Exercise details >> Set every record down again, exactly and completely.

Entries taken from a collection >>

%%

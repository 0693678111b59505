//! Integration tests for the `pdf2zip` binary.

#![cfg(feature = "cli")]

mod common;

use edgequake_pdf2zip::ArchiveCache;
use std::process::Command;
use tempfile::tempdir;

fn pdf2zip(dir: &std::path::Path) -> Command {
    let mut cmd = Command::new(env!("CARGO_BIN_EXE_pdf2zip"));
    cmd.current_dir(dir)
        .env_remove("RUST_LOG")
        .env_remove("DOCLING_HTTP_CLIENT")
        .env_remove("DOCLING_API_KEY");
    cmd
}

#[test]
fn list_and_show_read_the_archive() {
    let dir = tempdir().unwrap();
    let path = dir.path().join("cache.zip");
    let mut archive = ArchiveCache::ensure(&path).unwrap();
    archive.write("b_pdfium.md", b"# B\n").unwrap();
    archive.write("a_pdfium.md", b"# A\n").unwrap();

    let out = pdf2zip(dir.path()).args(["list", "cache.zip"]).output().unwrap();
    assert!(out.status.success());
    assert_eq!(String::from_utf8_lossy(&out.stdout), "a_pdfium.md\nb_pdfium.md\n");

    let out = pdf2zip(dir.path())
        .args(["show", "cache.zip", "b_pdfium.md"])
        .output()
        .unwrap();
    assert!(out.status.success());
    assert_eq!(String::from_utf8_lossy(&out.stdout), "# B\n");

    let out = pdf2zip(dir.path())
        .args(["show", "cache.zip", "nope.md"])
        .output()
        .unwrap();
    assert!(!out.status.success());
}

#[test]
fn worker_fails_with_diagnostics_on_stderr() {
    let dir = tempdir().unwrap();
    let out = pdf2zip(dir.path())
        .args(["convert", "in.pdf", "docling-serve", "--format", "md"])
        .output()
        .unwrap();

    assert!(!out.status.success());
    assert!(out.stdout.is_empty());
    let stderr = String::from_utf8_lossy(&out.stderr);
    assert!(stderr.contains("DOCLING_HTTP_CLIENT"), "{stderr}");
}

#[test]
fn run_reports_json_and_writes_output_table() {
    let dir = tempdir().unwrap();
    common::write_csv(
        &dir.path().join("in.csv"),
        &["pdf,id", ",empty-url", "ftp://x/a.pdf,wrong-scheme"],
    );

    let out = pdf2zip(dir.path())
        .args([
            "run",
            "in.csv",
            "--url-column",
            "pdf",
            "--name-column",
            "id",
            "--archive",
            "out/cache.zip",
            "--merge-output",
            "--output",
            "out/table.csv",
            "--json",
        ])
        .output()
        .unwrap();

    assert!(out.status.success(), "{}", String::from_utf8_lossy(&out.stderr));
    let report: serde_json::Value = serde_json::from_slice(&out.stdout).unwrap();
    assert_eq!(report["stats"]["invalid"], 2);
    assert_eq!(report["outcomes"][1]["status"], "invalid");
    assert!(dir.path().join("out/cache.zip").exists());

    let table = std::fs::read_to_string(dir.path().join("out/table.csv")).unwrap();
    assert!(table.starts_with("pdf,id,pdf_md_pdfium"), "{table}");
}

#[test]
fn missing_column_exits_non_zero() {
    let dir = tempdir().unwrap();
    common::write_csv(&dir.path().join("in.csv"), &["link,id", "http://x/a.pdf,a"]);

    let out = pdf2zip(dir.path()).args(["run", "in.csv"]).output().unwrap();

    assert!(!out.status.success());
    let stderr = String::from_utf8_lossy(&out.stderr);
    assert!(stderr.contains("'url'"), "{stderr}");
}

%%

Solved exercise >>
repository 0693678111b59505
//! Integration tests for the `pdf2zip` binary.

#![cfg(feature = "cli")]

mod common;

use edgequake_pdf2zip::ArchiveCache;
use std::process::Command;
use tempfile::tempdir;

fn pdf2zip(dir: &std::path::Path) -> Command {
    let mut cmd = Command::new(env!("CARGO_BIN_EXE_pdf2zip"));
    cmd.current_dir(dir)
        .env_remove("RUST_LOG")
        .env_remove("DOCLING_HTTP_CLIENT")
        .env_remove("DOCLING_API_KEY");
    cmd
}

#[test]
fn list_and_show_read_the_archive() {
    let dir = tempdir().unwrap();
    let path = dir.path().join("cache.zip");
    let mut archive = ArchiveCache::ensure(&path).unwrap();
    archive.write("b_pdfium.md", b"# B\n").unwrap();
    archive.write("a_pdfium.md", b"# A\n").unwrap();

    let out = pdf2zip(dir.path()).args(["list", "cache.zip"]).output().unwrap();
    assert!(out.status.success());
    assert_eq!(String::from_utf8_lossy(&out.stdout), "a_pdfium.md\nb_pdfium.md\n");

    let out = pdf2zip(dir.path())
        .args(["show", "cache.zip", "b_pdfium.md"])
        .output()
        .unwrap();
    assert!(out.status.success());
    assert_eq!(String::from_utf8_lossy(&out.stdout), "# B\n");

    let out = pdf2zip(dir.path())
        .args(["show", "cache.zip", "nope.md"])
        .output()
        .unwrap();
    assert!(!out.status.success());
}

#[test]
fn worker_fails_with_diagnostics_on_stderr() {
    let dir = tempdir().unwrap();
    let out = pdf2zip(dir.path())
        .args(["convert", "in.pdf", "docling-serve", "--format", "md"])
        .output()
        .unwrap();

    assert!(!out.status.success());
    assert!(out.stdout.is_empty());
    let stderr = String::from_utf8_lossy(&out.stderr);
    assert!(stderr.contains("DOCLING_HTTP_CLIENT"), "{stderr}");
}

#[test]
fn run_reports_json_and_writes_output_table() {
    let dir = tempdir().unwrap();
    common::write_csv(
        &dir.path().join("in.csv"),
        &["pdf,id", ",empty-url", "ftp://x/a.pdf,wrong-scheme"],
    );

    let out = pdf2zip(dir.path())
        .args([
            "run",
            "in.csv",
            "--url-column",
            "pdf",
            "--name-column",
            "id",
            "--archive",
            "out/cache.zip",
            "--merge-output",
            "--output",
            "out/table.csv",
            "--json",
        ])
        .output()
        .unwrap();

    assert!(out.status.success(), "{}", String::from_utf8_lossy(&out.stderr));
    let report: serde_json::Value = serde_json::from_slice(&out.stdout).unwrap();
    assert_eq!(report["stats"]["invalid"], 2);
    assert_eq!(report["outcomes"][1]["status"], "invalid");
    assert!(dir.path().join("out/cache.zip").exists());

    let table = std::fs::read_to_string(dir.path().join("out/table.csv")).unwrap();
    assert!(table.starts_with("pdf,id,pdf_md_pdfium"), "{table}");
}

#[test]
fn missing_column_exits_non_zero() {
    let dir = tempdir().unwrap();
    common::write_csv(&dir.path().join("in.csv"), &["link,id", "http://x/a.pdf,a"]);

    let out = pdf2zip(dir.path()).args(["run", "in.csv"]).output().unwrap();

    assert!(!out.status.success());
    let stderr = String::from_utf8_lossy(&out.stderr);
    assert!(stderr.contains("'url'"), "{stderr}");
}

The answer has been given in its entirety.